This morning, Eviden made it official: it has been awarded a contract by Jülich Supercomputing Centre in Germany to build the modular data center to host the EuroHPC JUPITER supercomputer, Europe’s first exascale system. This is not surprising because last October it was announced that Eviden, the advanced computing arm of French technology company ATOS, will lead a consortium to manufacture Europe’s first exascale-class supercomputer, called JUPITER, for JSC.
Eviden said it will bring together a set of about 50 pre-built and interchangeable modules – including 20 IT containers, 15 power feed containers and 10 logistic containers (lobby, workshop, warehouse etc.) – over 2,300m² to form a turnkey data center.

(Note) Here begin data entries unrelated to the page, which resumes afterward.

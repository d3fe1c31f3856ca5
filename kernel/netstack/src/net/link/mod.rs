pub mod ethernet;
pub mod interface;

#[derive(Debug, Copy, Clone, Eq, PartialEq)]
pub enum DataLinkProtocol {
    Ethernet,
}
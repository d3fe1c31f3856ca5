use crate::io::{seek_do_restore, Seek, SeekError};
use alloc::boxed::Box;
use core::error::Error;
use core::hint::spin_loop;
use derive_more::Display;

pub trait Write<T> {
    fn write(&mut self, buf: &[T]) -> Result<usize, WriteError>;

    fn write_exact(&mut self, buf: &[T]) -> Result<(), WriteExactError> {
        let mut buf = buf;
        while !buf.is_empty() {
            match self.write(buf) {
                Ok(0) | Err(WriteError::TryAgain) => {
                    spin_loop();
                    continue;
                }
                Ok(n) => buf = &buf[n..],
                Err(WriteError::EndOfStream) => return Err(WriteExactError::IncompleteWrite),
            };
        }
        Ok(())
    }
}

impl<T, U> Write<T> for &'_ mut U
where
    U: Write<T>,
{
    fn write(&mut self, buf: &[T]) -> Result<usize, WriteError> {
        (*self).write(buf)
    }
}

impl<T, U> Write<T> for Box<U>
where
    U: Write<T> + ?Sized,
{
    fn write(&mut self, buf: &[T]) -> Result<usize, WriteError> {
        self.as_mut().write(buf)
    }
}

#[derive(Debug, Copy, Clone, Eq, PartialEq, Display)]
pub enum WriteError {
    TryAgain,
    EndOfStream,
}

impl Error for WriteError {}

#[derive(Debug, Copy, Clone, Eq, PartialEq, Display)]
pub enum WriteExactError {
    Write(WriteError),
    IncompleteWrite,
}

impl Error for WriteExactError {
    fn source(&self) -> Option<&(dyn Error + 'static)> {
        match self {
            WriteExactError::Write(e) => Some(e),
            WriteExactError::IncompleteWrite => None,
        }
    }
}

impl From<WriteError> for WriteExactError {
    fn from(value: WriteError) -> Self {
        Self::Write(value)
    }
}

pub trait WriteAt<T> {
    fn write_at(&mut self, buf: &[T], offset: usize) -> Result<usize, WriteAtError>;

    fn write_at_exact(&mut self, buf: &[T], offset: usize) -> Result<(), WriteAtExactError>;
}

#[derive(Debug, Copy, Clone, Eq, PartialEq, Display)]
pub enum WriteAtError {
    Write(WriteError),
    Seek(SeekError),
}

impl Error for WriteAtError {
    fn source(&self) -> Option<&(dyn Error + 'static)> {
        match self {
            WriteAtError::Write(e) => Some(e),
            WriteAtError::Seek(e) => Some(e),
        }
    }
}

impl From<WriteError> for WriteAtError {
    fn from(err: WriteError) -> Self {
        WriteAtError::Write(err)
    }
}

impl From<SeekError> for WriteAtError {
    fn from(err: SeekError) -> Self {
        WriteAtError::Seek(err)
    }
}

#[derive(Debug, Copy, Clone, Eq, PartialEq, Display)]
pub enum WriteAtExactError {
    WriteExact(WriteExactError),
    Seek(SeekError),
}

impl Error for WriteAtExactError {
    fn source(&self) -> Option<&(dyn Error + 'static)> {
        match self {
            WriteAtExactError::WriteExact(e) => Some(e),
            WriteAtExactError::Seek(e) => Some(e),
        }
    }
}

impl From<WriteExactError> for WriteAtExactError {
    fn from(value: WriteExactError) -> Self {
        Self::WriteExact(value)
    }
}

impl From<SeekError> for WriteAtExactError {
    fn from(value: SeekError) -> Self {
        Self::Seek(value)
    }
}

impl<T, E> WriteAt<E> for T
where
    T: Write<E> + Seek,
{
    fn write_at(&mut self, buf: &[E], offset: usize) -> Result<usize, WriteAtError> {
        seek_do_restore(self, buf, offset, Write::write)
    }

    fn write_at_exact(&mut self, buf: &[E], offset: usize) -> Result<(), WriteAtExactError> {
        seek_do_restore(self, buf, offset, Write::write_exact)
    }
}

pub trait WriteInto<E> {
    fn write_into(&self, out: &mut impl Write<E>) -> Result<(), WriteExactError>;
}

The modular approach is intended to increase flexibility and agility “by facilitating smoother updates or replacement of single modules, independently from the rest of the system.
“Unlike current systems with which the dismantling of an obsolete system and upgrading the data center to support new technologies can take weeks or month and incur long unavailability,” Eviden said, “with this system all it takes is to remove a module and replace it by one featuring an upgraded IT configuration. The same is true for the power sub-system and the logistic area.”

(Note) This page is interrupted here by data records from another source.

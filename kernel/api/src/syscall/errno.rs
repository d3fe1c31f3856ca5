use derive_more::Deref;

#[derive(Debug, Copy, Clone, Eq, PartialEq, Ord, PartialOrd)]
pub struct PositiveOrZeroIsize(isize);

impl PositiveOrZeroIsize {
    pub const fn new(value: isize) -> Option<Self> {
        if value < 0 {
            None
        } else {
            Some(Self(value))
        }
    }

    pub fn get(self) -> isize {
        self.0
    }
}

#[derive(Debug, Copy, Clone, Eq, PartialEq, Ord, PartialOrd)]
pub struct NegativeIsize(isize);

impl NegativeIsize {
    pub const fn new(value: isize) -> Option<Self> {
        if value >= 0 {
            None
        } else {
            Some(Self(value))
        }
    }

    pub fn get(self) -> isize {
        self.0
    }
}

#[derive(Copy, Clone, Eq, PartialEq, Ord, PartialOrd, Deref)]
pub struct Errno(isize);

impl From<()> for Errno {
    fn from(_: ()) -> Self {
        Self::new(0)
    }
}

impl<T: Into<Errno>, E: Into<Errno>> From<Result<T, E>> for Errno {
    fn from(value: Result<T, E>) -> Self {
        match value {
            Ok(v) => v.into(),
            Err(e) => e.into(),
        }
    }
}

impl From<isize> for Errno {
    fn from(value: isize) -> Self {
        Self(value)
    }
}

impl From<usize> for Errno {
    fn from(value: usize) -> Self {
        match TryInto::<isize>::try_into(value) {
            Ok(v) => Self::new(v),
            Err(_) => Self::EINVAL,
        }
    }
}

impl From<Errno> for isize {
    fn from(value: Errno) -> Self {
        value.as_isize()
    }
}

macro_rules! errnos {
    ($($(#[$($attrs:tt)*])* $name:ident = -$rc:expr),*,) => {
        impl Errno {
            $(
                $(#[$($attrs)*])*
                pub const $name: Self = Self::new(-$rc);
            )*
        }

        impl ::core::fmt::Display for Errno {
            fn fmt(&self, f: &mut ::core::fmt::Formatter<'_>) -> ::core::fmt::Result {
                let num: isize = (*self).into();
                match num {
                    $(
                    -$rc => write!(f, stringify!($name)),
                    )*
                    x if x < 0 => write!(f, "Unknown({})", num),
                    _ => write!(f, "{}", num),
                }
            }
        }

        impl ::core::fmt::Debug for Errno {
            fn fmt(&self, f: &mut ::core::fmt::Formatter<'_>) -> ::core::fmt::Result {
                let num: isize = (*self).into();
                match num {
                    $(
                    -$rc => write!(f, "Err({})", stringify!($name)),
                    )*
                    x if x < 0 => write!(f, "Err({})", num),
                    _ => write!(f, "Ok({})", num),
                }
            }
        }
    };
}

errnos! {
    /// Operation not permitted
    ///
    /// An attempt was made to perform an operation that the caller does not have the required permissions to perform.
    EPERM = -1,

    /// No such file or directory
    ///
    /// A component of a specified pathname did not exist, or the pathname was an empty string.
    ENOENT = -2,

    /// No such process
    ///
    /// A specified process does not exist, or the process group ID does not match any existing process or process group.
    ESRCH = -3,

    /// Interrupted system call
    ///
    /// A system call was interrupted by a signal before it could complete.
    EINTR = -4,

    /// Input/output error
    ///
    /// An error occurred while performing an input or output operation on a device or file.
    EIO = -5,

    /// No such device or address
    ///
    /// The specified device or address does not exist or is not accessible.
    ENXIO = -6,

    /// Argument list too long
    ///
    /// The number of arguments or the total length of the arguments for a command or system call exceeded the maximum allowed size.
    E2BIG = -7,

    /// Exec format error
    ///
    /// An executable file has a format error or is not suitable for execution on the current system.
    ENOEXEC = -8,

    /// Bad file descriptor
    ///
    /// The specified file descriptor is invalid or not open for the requested operation.
    EBADF = -9,

    /// No child processes
    ///
    /// A wait or similar function was called, but there are no child processes to wait for.
    ECHILD = -10,

    /// Resource temporarily unavailable (also EAGAIN)
    ///
    /// The requested operation would cause the process to be blocked, and the operation was requested to be non-blocking.
    EWOULDBLOCK = -11,

    /// Not enough space (out of memory)
    ///
    /// The system does not have enough memory to complete the requested operation.
    ENOMEM = -12,

    /// Permission denied
    ///
    /// The requested operation is not allowed due to insufficient permissions or access rights.
    EACCES = -13,

    /// Bad address
    ///
    /// The address specified in a system call or operation is invalid or outside the address space of the process.
    EFAULT = -14,

    /// Block device required
    ///
    /// The operation requires a block device, but a non-block device was specified.
    ENOTBLK = -15,

    /// Device or resource busy
    ///
    /// The requested resource or device is in use and cannot be accessed or modified at this time.
    EBUSY = -16,

    /// File exists
    ///
    /// The specified pathname already exists, and the operation requires that it does not exist.
    EEXIST = -17,

    /// Cross-device link
    ///
    /// An attempt was made to create a hard link between files on different filesystems or devices.
    EXDEV = -18,

    /// No such device
    ///
    /// The specified device does not exist or is not recognized by the system.
    ENODEV = -19,

    /// Not a directory
    ///
    /// A component of the specified pathname exists, but it is not a directory when a directory was expected.
    ENOTDIR = -20,

    /// Is a directory
    ///
    /// The specified pathname refers to a directory, but the operation requires a non-directory object.
    EISDIR = -21,

    /// Invalid argument
    ///
    /// One or more of the arguments provided to a system call or operation are invalid or out of the acceptable range.
    EINVAL = -22,

    /// File table overflow
    ///
    /// The system-wide limit on the total number of open files has been reached.
    ENFILE = -23,

    /// Too many open files
    ///
    /// The per-process limit on the number of open file descriptors has been reached.
    EMFILE = -24,

    /// Not a typewriter (Inappropriate ioctl for device)
    ///
    /// The specified file descriptor does not refer to a device that supports the requested ioctl operation.
    ENOTTY = -25,

    /// Text file busy
    ///
    /// An attempt was made to execute a pure-procedure program that is currently open for writing, or an operation that would modify an executable image is attempted.
    ETXTBSY = -26,

    /// File too large
    ///
    /// The size of a file would exceed the maximum file size allowed by the filesystem or the process.
    EFBIG = -27,

    /// No space left on device
    ///
    /// There is not enough space left on the device or filesystem to complete the requested operation.
    ENOSPC = -28,

    /// Invalid seek
    ///
    /// An attempt was made to seek to an invalid position within a file or device.
    ESPIPE = -29,

    /// Read-only file system
    ///
    /// An attempt was made to modify a file or directory on a read-only file system.
    EROFS = -30,

    /// Too many links
    ///
    /// An attempt was made to create a new hard link, but the maximum number of hard links for a file has been reached.
    EMLINK = -31,

    /// Broken pipe
    ///
    /// A write operation was attempted on a pipe or socket that is not connected or has been closed by the peer.
    EPIPE = -32,

    /// Math argument out of domain of function
    ///
    /// A mathematical function was called with an argument outside its domain.
    EDOM = -33,

    /// Result too large
    ///
    /// The result of a mathematical operation is too large to be represented within the range of representable values.
    ERANGE = -34,

    /// Resource deadlock avoided
    ///
    /// An attempt was made to lock a resource that would have caused a deadlock.
    EDEADLK = -35,

    /// File name too long
    ///
    /// A specified pathname or filename is longer than the maximum allowed length.
    ENAMETOOLONG = -36,

    /// No locks available
    ///
    /// The system has reached the maximum number of file locks available.
    ENOLCK = -37,

    /// Function not implemented
    ///
    /// The requested function or system call is not implemented or not known by the system.
    ENOSYS = -38,

    /// Directory not empty
    ///
    /// An attempt was made to remove a directory that is not empty.
    ENOTEMPTY = -39,

    /// Too many levels of symbolic links
    ///
    /// The maximum number of symbolic link expansions has been exceeded during the resolution of a pathname.
    ELOOP = -40,
}

impl Errno {
    pub const fn new(value: isize) -> Self {
        Self(value)
    }

    pub fn as_isize(self) -> isize {
        *self
    }
}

Eviden said this “HPC solution with costs cut by three and a delivery time reduced by 50 percent. Manufactured in Eviden’s factory in Angers, France, the JUPITER HPC racks will be integrated into the containers along with cooling, power, networking and cabling directly on the factory floor, before client delivery. This speeds up the installation process and reduces the risk of default discovery once on the customer’s site, according to Eviden.

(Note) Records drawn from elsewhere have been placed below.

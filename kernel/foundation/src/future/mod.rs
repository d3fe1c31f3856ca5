use core::future::poll_fn;
use core::task::Poll;

pub mod lock;

pub mod executor;

pub async fn yield_now() {
    let mut yielded = false;
    poll_fn(move |cx| {
        if yielded {
            return Poll::Ready(());
        }
        yielded = true;
        cx.waker().wake_by_ref();
        Poll::Pending
    }).await
}

#[cfg(test)]
pub mod testing {
    use core::future::Future;
    use core::pin::Pin;
    use core::sync::atomic::AtomicUsize;
    use core::sync::atomic::Ordering::SeqCst;
    use core::task::{Context, Poll};

    pub struct Times<T, const N: usize> {
        current: AtomicUsize,
        res: T,
    }

    impl<T, const N: usize> Times<T, N> {
        pub fn new(res: T) -> Self {
            Self {
                current: AtomicUsize::new(0),
                res,
            }
        }
    }

    impl<T, const N: usize> Future for Times<T, N>
    where
        T: Copy,
    {
        type Output = T;

        fn poll(self: Pin<&mut Self>, cx: &mut Context<'_>) -> Poll<Self::Output> {
            loop {
                let current = self.current.load(SeqCst);
                if current < N {
                    if self.current.compare_exchange(current, current + 1, SeqCst, SeqCst).is_err() {
                        continue;
                    }
                    self.current.fetch_add(1, SeqCst);
                    cx.waker().wake_by_ref();
                    break Poll::Pending;
                } else {
                    break Poll::Ready(self.res);
                }
            }
        }
    }
}
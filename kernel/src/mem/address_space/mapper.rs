use crate::mem::dma::phys_to_virt;
use crate::mem::phys::PhysicalMemory;
use log::warn;
use x86_64::registers::control::Cr3;
use x86_64::structures::paging::mapper::{MapToError, UnmapError};
use x86_64::structures::paging::page::PageRangeInclusive;
use x86_64::structures::paging::{
    Mapper, Page, PageSize, PageTable, PageTableFlags, PhysFrame, RecursivePageTable, Size2MiB,
    Size4KiB, Translate,
};
use x86_64::VirtAddr;

#[derive(Debug)]
pub struct AddressSpaceMapper {
    level4_frame: PhysFrame,
    level4_vaddr: VirtAddr,
}

impl AddressSpaceMapper {
    pub fn new(level4_frame: PhysFrame, level4_vaddr: VirtAddr) -> Self {
        Self {
            level4_frame,
            level4_vaddr,
        }
    }

    pub fn is_active(&self) -> bool {
        self.level4_frame == Cr3::read().0
    }

    pub fn map<S: PageSize>(
        &mut self,
        page: Page<S>,
        frame: PhysFrame<S>,
        flags: PageTableFlags,
    ) -> Result<(), MapToError<S>>
    where
        for<'a> RecursivePageTable<'a>: Mapper<S>,
    {
        assert!(self.is_active()); // TODO: support mapping into non-active address spaces

        #[cfg(debug_assertions)]
        {
            if !flags.contains(PageTableFlags::PRESENT) {
                warn!(
                    "mapping {:p} to {:p} without PRESENT flag",
                    page.start_address(),
                    frame.start_address()
                );
            }
        }

        let mut page_table = self.recursive_page_table();
        unsafe {
            page_table
                .map_to(page, frame, flags, &mut PhysicalMemory)?
                .flush();
        }

        Ok(())
    }

    pub fn map_range<S: PageSize>(
        &mut self,
        pages: PageRangeInclusive<S>,
        frames: impl Iterator<Item = PhysFrame<S>>,
        flags: PageTableFlags,
    ) -> Result<(), MapToError<S>>
    where
        for<'a> RecursivePageTable<'a>: Mapper<S>,
    {
        assert!(self.is_active()); // TODO: support mapping into non-active address spaces

        let frames = frames.into_iter();
        for (page, frame) in pages.zip(frames) {
            self.map(page, frame, flags)?;
        }

        Ok(())
    }

    /// Maps a single 4 KiB page, splitting a covering 2 MiB huge mapping into
    /// 512 individual PT entries first if necessary. The split entries preserve
    /// the huge mapping's contiguity and flags.
    pub fn map4k_splitting_huge(
        &mut self,
        page: Page<Size4KiB>,
        frame: PhysFrame<Size4KiB>,
        flags: PageTableFlags,
    ) -> Result<(), MapToError<Size4KiB>> {
        assert!(self.is_active());

        let huge_page = Page::<Size2MiB>::containing_address(page.start_address());
        let mut page_table = self.recursive_page_table();

        if let Ok(huge_frame_flags) = page_table.unmap(huge_page).map(|(f, _)| f) {
            // the lookup above already removed the huge mapping; re-map it as 512
            // individual 4 KiB entries so we don't lose the rest of its range.
            let huge_flags = PageTableFlags::PRESENT | PageTableFlags::WRITABLE;
            let base = huge_frame_flags.start_address();
            for i in 0..512u64 {
                let sub_frame = PhysFrame::<Size4KiB>::containing_address(base + i * Size4KiB::SIZE);
                let sub_page =
                    Page::<Size4KiB>::containing_address(huge_page.start_address() + i * Size4KiB::SIZE);
                if sub_page == page {
                    continue;
                }
                unsafe {
                    page_table
                        .map_to(sub_page, sub_frame, huge_flags, &mut PhysicalMemory)
                        .map_err(|_| MapToError::FrameAllocationFailed)?
                        .flush();
                }
            }
        }

        unsafe {
            page_table
                .map_to(page, frame, flags, &mut PhysicalMemory)?
                .flush();
        }

        Ok(())
    }

    /// Maps a single 2 MiB huge page, tearing down any existing 4 KiB PT that
    /// covers the same PD slot first. This is the mirror image of
    /// [`Self::map4k_splitting_huge`]: a PD entry never ends up with both
    /// `HUGE_PAGE` set and a live child table underneath it.
    pub fn map2m_replacing_pt(
        &mut self,
        page: Page<Size2MiB>,
        frame: PhysFrame<Size2MiB>,
        flags: PageTableFlags,
    ) -> Result<(), MapToError<Size2MiB>> {
        assert!(self.is_active());

        let covered_by_pt = self
            .pd_entry_mut(page)
            .map(|entry| {
                entry.flags().contains(PageTableFlags::PRESENT)
                    && !entry.flags().contains(PageTableFlags::HUGE_PAGE)
            })
            .unwrap_or(false);

        if covered_by_pt {
            // an existing 4 KiB PT covers this range: unmap every leaf entry
            // in it before the PD slot is replaced with a huge page.
            let mut page_table = self.recursive_page_table();
            for i in 0..512u64 {
                let sub_page =
                    Page::<Size4KiB>::containing_address(page.start_address() + i * Size4KiB::SIZE);
                let _ = page_table.unmap(sub_page);
            }

            let pd_entry = self
                .pd_entry_mut(page)
                .expect("PD entry for a page we just unmapped through must still exist");
            pd_entry.set_addr(frame.start_address(), flags | PageTableFlags::HUGE_PAGE);
            x86_64::instructions::tlb::flush_all();
            return Ok(());
        }

        let mut page_table = self.recursive_page_table();
        unsafe {
            page_table
                .map_to(page, frame, flags, &mut PhysicalMemory)?
                .flush();
        }

        Ok(())
    }

    pub fn unmap<S: PageSize>(&mut self, page: Page<S>) -> Result<PhysFrame<S>, UnmapError>
    where
        for<'a> RecursivePageTable<'a>: Mapper<S>,
    {
        assert!(self.is_active());

        let mut page_table = self.recursive_page_table();
        let (frame, flush) = page_table.unmap(page)?;
        flush.flush();
        Ok(frame)
    }

    pub fn translate(&mut self, vaddr: VirtAddr) -> Option<x86_64::PhysAddr> {
        let page_table = self.recursive_page_table();
        page_table.translate_addr(vaddr)
    }

    /// Walks the live page tables down to the PD entry covering `page`,
    /// returning `None` if an intermediate P4/P3 entry is absent. Used only
    /// to inspect/replace a PD slot directly; ordinary mapping still goes
    /// through the safe [`Mapper`] API.
    fn pd_entry_mut(&mut self, page: Page<Size2MiB>) -> Option<&mut x86_64::structures::paging::PageTableEntry> {
        let l4 = unsafe { &mut *self.level4_vaddr.as_mut_ptr::<PageTable>() };
        let l4_entry = &l4[page.p4_index()];
        if l4_entry.is_unused() {
            return None;
        }
        let l3 = unsafe { &mut *phys_to_virt(l4_entry.frame().ok()?.start_address()).as_mut_ptr::<PageTable>() };
        let l3_entry = &l3[page.p3_index()];
        if l3_entry.is_unused() || l3_entry.flags().contains(PageTableFlags::HUGE_PAGE) {
            return None;
        }
        let l2 = unsafe { &mut *phys_to_virt(l3_entry.frame().ok()?.start_address()).as_mut_ptr::<PageTable>() };
        Some(&mut l2[page.p2_index()])
    }

    fn recursive_page_table(&mut self) -> RecursivePageTable {
        let pt = unsafe { &mut *self.level4_vaddr.as_mut_ptr::<PageTable>() };
        RecursivePageTable::new(pt).expect("should be a valid recursive page table")
    }
}
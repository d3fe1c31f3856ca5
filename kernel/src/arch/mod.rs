use log::debug;

pub mod gdt;
pub mod idt;
pub mod panic;
pub mod switch;

/// Brings the bootstrap processor to a state where exceptions, IRQs and the
/// cooperative scheduler can run. There is no separate per-CPU init step:
/// the design has no AP bring-up (§1 non-goals).
pub fn init() {
    gdt::init();
    idt::init();

    debug!("arch initialized");
}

As the overall eco-efficiency of any HPC system has become a key concern, this modular data center will also help reduce energy consumption, improve the recycling of the material used and will globally improve the energy efficiency. Through Eviden’s free cooling technology integrated with the supercomputer’s patented direct liquid cooling, the heat generated by the Exascale system will also offer an improved capacity to reuse within the JSC.
The modular data center will host JUPITER, which is scheduled to be installed this year. The system will be comprised of two partitions: a scalable “Booster” module for particularly compute-intensive problems, supported by 24,000 NVIDIA Grace Hopper (GH200) GPUs; and an Arm-based CPU “Cluster” module for complex, data-intensive tasks. The Cluster module will be based on first generation SiPearl microprocessor, Rhea1 using the Arm Neoverse V1 platform. Rhea1 will sample this year.
The modules can solve scientific problems separately or together, depending on workload requirements.
“With over 90 exaflops at 8 bits, we will have perhaps the fastest AI supercomputer in the world for suitable AI applications,” said Dr. Thomas Lippert, director of the JSC (pictured above).
JUPITER compute nodes will be connected to a high-performance network using NVIDIA Mellanox InfiniBand technology. While the booster GPU module will be supplied by Eviden, the cluster module is equipped with new European ARM CPUs from SiPearl and is supplied by the German company ParTec, which also is responsible for the dynamic modular operation of the system.